Если ее заставят знакомиться, все будет испорчено. Будет как со всеми: дежурное дружелюбие, и не более. Они, пребывая «внутри», станут присматриваться к ней, находящейся «вовне»… ожидать, чтобы ей нравилось то же, что им, чтобы у нее были такие же вещи, сходные занятия. Когда же выяснится, что ни о чем подобном и речи нет – или что там неизменно отодвигало ее за грань, – они утратят к ней интерес. Хоть бы напрямую возненавидели, что ли. Но нет, ей и этого не доставалось. Ее просто вежливо отчуждали, и тогда уже ей оставалось их ненавидеть. Без яростных выхлопов, холодно… с «обычным» выражением на лице.
Но нет, эта семья окажется совсем не такой. Она ведь в «ее» доме жить будет. Значит, просто обязана оказаться совершенно особенной. Это будет «ее» семья… доколе она сумеет держаться на расстоянии и не знакомиться с ними.
Поэтому Анна не стала передавать Пеггам услышанное от Многоватика, оставив при себе жгучий секрет, касавшийся новых соседей. Дни шли за днями – Анна все больше давала волю воображению, так и этак рисуя себе эту семью и все более уверяясь в том, что настоящими эти люди просто не могут быть.
В тот вечер Анна и Многоватик возвращались домой – прилив поднялся особенно высоко.
Небо было персикового цвета, вода – настолько спокойной, что в ней, точно в зеркале, отражалась каждая камышинка, каждая лодочная мачта. Прилив далеко затопил низменные болота. Пока лодка пробивалась против течения, Анна смотрела через борт, созерцая сквозь толщу воды то водоросли, то болотную зелень. Потом они миновали последний поворот, и она по обыкновению подняла голову – поприветствовать Болотный Дом.

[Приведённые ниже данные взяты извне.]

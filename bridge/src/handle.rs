//! Single-owner registry task.
//!
//! [`spawn_registry`] moves a [`PinRegistry`] into its own task. Everything
//! else talks to it through a cloneable [`RegistryHandle`], so reads,
//! read-compare-store sequences and hardware access are serialized by the
//! task's request queue.

use tokio::sync::{mpsc, oneshot};
use tracing::debug;

use crate::error::RegistryError;
use crate::pin::{PinMode, PinState};
use crate::registry::{PinRegistry, WriteOutcome};

const REQUEST_QUEUE: usize = 64;

type Reply<T> = oneshot::Sender<Result<T, RegistryError>>;

enum Request {
    SetMode(String, PinMode, Reply<bool>),
    Update(String, i64, Reply<WriteOutcome>),
    Read(String, Reply<u8>),
    UpdateAll(i64, Reply<usize>),
    ApplyPattern(String, Reply<usize>),
    SetInvert(String, bool, Reply<()>),
    SetAllInvert(bool, Reply<()>),
    Reset(String, Reply<()>),
    ResetAll(Reply<()>),
    PollInput(String, Reply<Option<u8>>),
    InputPins(Reply<Vec<String>>),
    Snapshot(Reply<Vec<PinState>>),
}

/// Starts the registry task and returns a handle to it. The task ends when
/// the last handle is dropped.
pub fn spawn_registry(registry: PinRegistry) -> RegistryHandle {
    let (tx, rx) = mpsc::channel(REQUEST_QUEUE);
    tokio::spawn(run(registry, rx));
    RegistryHandle { tx }
}

async fn run(mut reg: PinRegistry, mut rx: mpsc::Receiver<Request>) {
    while let Some(req) = rx.recv().await {
        // A caller that gave up on its reply is not an error.
        match req {
            Request::SetMode(name, mode, reply) => {
                let _ = reply.send(reg.set_mode(&name, mode).await);
            }
            Request::Update(name, value, reply) => {
                let _ = reply.send(reg.update(&name, value).await);
            }
            Request::Read(name, reply) => {
                let _ = reply.send(reg.read(&name).await);
            }
            Request::UpdateAll(value, reply) => {
                let _ = reply.send(reg.update_all(value).await);
            }
            Request::ApplyPattern(bits, reply) => {
                let _ = reply.send(reg.apply_pattern(&bits).await);
            }
            Request::SetInvert(name, on, reply) => {
                let _ = reply.send(reg.set_invert(&name, on));
            }
            Request::SetAllInvert(on, reply) => {
                reg.set_all_invert(on);
                let _ = reply.send(Ok(()));
            }
            Request::Reset(name, reply) => {
                let _ = reply.send(reg.reset(&name).await);
            }
            Request::ResetAll(reply) => {
                reg.reset_all().await;
                let _ = reply.send(Ok(()));
            }
            Request::PollInput(name, reply) => {
                let _ = reply.send(reg.poll_input(&name).await);
            }
            Request::InputPins(reply) => {
                let _ = reply.send(Ok(reg.input_pins()));
            }
            Request::Snapshot(reply) => {
                let _ = reply.send(Ok(reg.snapshot()));
            }
        }
    }
    debug!("registry task stopped");
}

/// Cloneable access to the registry task. Methods mirror [`PinRegistry`].
#[derive(Clone)]
pub struct RegistryHandle {
    tx: mpsc::Sender<Request>,
}

impl RegistryHandle {
    async fn call<T>(
        &self,
        make: impl FnOnce(Reply<T>) -> Request,
    ) -> Result<T, RegistryError> {
        let (reply, rx) = oneshot::channel();
        self.tx
            .send(make(reply))
            .await
            .map_err(|_| RegistryError::Closed)?;
        rx.await.map_err(|_| RegistryError::Closed)?
    }

    pub async fn set_mode(&self, name: &str, mode: PinMode) -> Result<bool, RegistryError> {
        let name = name.to_string();
        self.call(|r| Request::SetMode(name, mode, r)).await
    }

    pub async fn update(&self, name: &str, value: i64) -> Result<WriteOutcome, RegistryError> {
        let name = name.to_string();
        self.call(|r| Request::Update(name, value, r)).await
    }

    pub async fn read(&self, name: &str) -> Result<u8, RegistryError> {
        let name = name.to_string();
        self.call(|r| Request::Read(name, r)).await
    }

    pub async fn update_all(&self, value: i64) -> Result<usize, RegistryError> {
        self.call(|r| Request::UpdateAll(value, r)).await
    }

    pub async fn apply_pattern(&self, bits: &str) -> Result<usize, RegistryError> {
        let bits = bits.to_string();
        self.call(|r| Request::ApplyPattern(bits, r)).await
    }

    pub async fn set_invert(&self, name: &str, on: bool) -> Result<(), RegistryError> {
        let name = name.to_string();
        self.call(|r| Request::SetInvert(name, on, r)).await
    }

    pub async fn set_all_invert(&self, on: bool) -> Result<(), RegistryError> {
        self.call(|r| Request::SetAllInvert(on, r)).await
    }

    pub async fn reset(&self, name: &str) -> Result<(), RegistryError> {
        let name = name.to_string();
        self.call(|r| Request::Reset(name, r)).await
    }

    pub async fn reset_all(&self) -> Result<(), RegistryError> {
        self.call(Request::ResetAll).await
    }

    pub async fn poll_input(&self, name: &str) -> Result<Option<u8>, RegistryError> {
        let name = name.to_string();
        self.call(|r| Request::PollInput(name, r)).await
    }

    pub async fn input_pins(&self) -> Result<Vec<String>, RegistryError> {
        self.call(Request::InputPins).await
    }

    pub async fn snapshot(&self) -> Result<Vec<PinState>, RegistryError> {
        self.call(Request::Snapshot).await
    }
}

Позади него небо уже приобретало зеленовато-желтый оттенок, прямо над каминной трубой висел тоненький месяц. Лодка подходила все ближе… и Анна абсолютно ясно разглядела в верхнем окне девочку. Та терпеливо стояла на месте, ее причесывала женщина, чей силуэт смутно угадывался в глубине комнаты. Лишь девочку было отчетливо видно в темном прямоугольнике окна. Анна даже рассмотрела, как щетка приподнимала ее длинные светлые пряди.
Быстро отвернувшись, она бросила взгляд на Многоватика, но тот ничего не заметил. Он смотрел вперед, на причал, куда собирался пришвартоваться.